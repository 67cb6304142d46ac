//! Read-view demotion and conflict aborts.
//!
//! Instead of aborting a reader the moment a conflicting writer prepares,
//! the engine demotes the reader to a *read view*: it keeps executing but
//! sees state frozen below the writer's PSN. The global read-view list is
//! kept ordered by ascending `rv_psn`, so the collector can read the
//! lowest protected PSN off the front.

use strata_types::{Psn, TxnId};

use crate::manager::TxManager;
use crate::txn::TxnStatus;

impl TxManager {
    /// The lowest read-view PSN across all demoted transactions.
    ///
    /// Defaults to the next PSN to be issued, so that with no read views
    /// active not even the stories of the latest prepared transaction
    /// are classified as read-view-protected.
    pub(crate) fn lowest_rv_psn(&self) -> Psn {
        self.read_view_txns
            .first()
            .map(|t| self.txns[t].rv_psn)
            .unwrap_or(self.next_psn)
    }

    /// Demote `txn` so that it no longer sees changes prepared at or
    /// after `psn`. Idempotent; an already deeper read view is kept.
    ///
    /// For every key we could pick any level between the confirmed state
    /// and the oldest prepared change of that key; the latest level is
    /// the cheapest, and with several breakers the level only ever
    /// decreases.
    pub fn send_to_read_view(&mut self, txn_id: TxnId, psn: Psn) {
        let Some(txn) = self.txns.get_mut(&txn_id) else {
            return;
        };
        match txn.status {
            TxnStatus::InProgress => {
                txn.status = TxnStatus::InReadView;
                txn.rv_psn = psn;
                tracing::debug!(txn = %txn_id, psn = %psn, "transaction sent to read view");
                self.read_view_txns.push(txn_id);
                self.adjust_read_view_position(txn_id);
            }
            TxnStatus::InReadView => {
                if txn.rv_psn > psn {
                    txn.rv_psn = psn;
                    tracing::debug!(txn = %txn_id, psn = %psn, "read view deepened");
                    self.adjust_read_view_position(txn_id);
                }
            }
            _ => {}
        }
    }

    /// Restore the ascending-`rv_psn` order of the read-view list after
    /// `txn_id` joined at the tail or had its level lowered. Only ever
    /// moves the transaction toward the front.
    fn adjust_read_view_position(&mut self, txn_id: TxnId) {
        let pos = self
            .read_view_txns
            .iter()
            .position(|&t| t == txn_id)
            .expect("txn in read view list");
        let rv = self.txns[&txn_id].rv_psn;
        if pos == 0 || self.txns[&self.read_view_txns[pos - 1]].rv_psn <= rv {
            return;
        }
        self.read_view_txns.remove(pos);
        let insert_at = self
            .read_view_txns
            .iter()
            .position(|&t| self.txns[&t].rv_psn > rv)
            .unwrap_or(self.read_view_txns.len());
        self.read_view_txns.insert(insert_at, txn_id);
    }

    /// Mark `txn` as aborted by conflict. Idempotent and safe at any
    /// point: its trackers stay behind, harmless, until its statements
    /// are rolled back.
    pub fn abort_with_conflict(&mut self, txn_id: TxnId) {
        let Some(txn) = self.txns.get_mut(&txn_id) else {
            return;
        };
        match txn.status {
            TxnStatus::InReadView => {
                txn.status = TxnStatus::Aborted;
                tracing::debug!(txn = %txn_id, "transaction aborted by conflict");
                if let Some(pos) = self.read_view_txns.iter().position(|&t| t == txn_id) {
                    self.read_view_txns.remove(pos);
                }
            }
            TxnStatus::InProgress => {
                txn.status = TxnStatus::Aborted;
                tracing::debug!(txn = %txn_id, "transaction aborted by conflict");
            }
            _ => {}
        }
    }
}

#[cfg(test)]
mod tests {
    use super::*;
    use crate::txn::TxnStatus;
    use proptest::prelude::*;

    proptest! {
        /// However demotions interleave, the read-view list stays
        /// ordered by ascending rv_psn.
        #[test]
        fn prop_read_view_list_stays_ascending(
            psns in prop::collection::vec(2u64..64, 1..16),
        ) {
            let mut m = TxManager::new();
            let txns: Vec<_> = psns.iter().map(|_| m.begin()).collect();
            for (tx, p) in txns.iter().zip(&psns) {
                m.send_to_read_view(*tx, Psn::new(*p));
            }
            // A second round of (possibly deeper) demotions.
            for (tx, p) in txns.iter().zip(psns.iter().rev()) {
                m.send_to_read_view(*tx, Psn::new(*p));
            }
            let order: Vec<u64> = m
                .read_view_txns
                .iter()
                .map(|t| m.txns[t].rv_psn.get())
                .collect();
            let mut sorted = order.clone();
            sorted.sort_unstable();
            prop_assert_eq!(order, sorted);
        }
    }

    #[test]
    fn test_send_to_read_view_is_idempotent_upward() {
        let mut m = TxManager::new();
        let tx = m.begin();
        m.send_to_read_view(tx, Psn::new(10));
        assert_eq!(m.txns[&tx].rv_psn, Psn::new(10));
        // A higher PSN is a no-op.
        m.send_to_read_view(tx, Psn::new(20));
        assert_eq!(m.txns[&tx].rv_psn, Psn::new(10));
        // A lower PSN deepens the view.
        m.send_to_read_view(tx, Psn::new(5));
        assert_eq!(m.txns[&tx].rv_psn, Psn::new(5));
    }

    #[test]
    fn test_read_view_list_stays_sorted() {
        let mut m = TxManager::new();
        let a = m.begin();
        let b = m.begin();
        let c = m.begin();
        m.send_to_read_view(a, Psn::new(30));
        m.send_to_read_view(b, Psn::new(10));
        m.send_to_read_view(c, Psn::new(20));
        let order: Vec<Psn> = m
            .read_view_txns
            .iter()
            .map(|t| m.txns[t].rv_psn)
            .collect();
        assert_eq!(order, vec![Psn::new(10), Psn::new(20), Psn::new(30)]);
        assert_eq!(m.lowest_rv_psn(), Psn::new(10));
    }

    #[test]
    fn test_abort_with_conflict_is_idempotent() {
        let mut m = TxManager::new();
        let tx = m.begin();
        m.send_to_read_view(tx, Psn::new(10));
        m.abort_with_conflict(tx);
        assert_eq!(m.txns[&tx].status, TxnStatus::Aborted);
        assert!(m.read_view_txns.is_empty());
        m.abort_with_conflict(tx);
        assert_eq!(m.txns[&tx].status, TxnStatus::Aborted);
    }
}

● **WORK TO COMPLETE**
Print exactly the lines of the listing above starting at the line containing "and conflict aborts." and ending at the line containing "off the front.", both included.

● **RESPONSE AREA**
//! Read-view demotion and conflict aborts.
//!
//! Instead of aborting a reader the moment a conflicting writer prepares,
//! the engine demotes the reader to a *read view*: it keeps executing but
//! sees state frozen below the writer's PSN. The global read-view list is
//! kept ordered by ascending `rv_psn`, so the collector can read the
//! lowest protected PSN off the front.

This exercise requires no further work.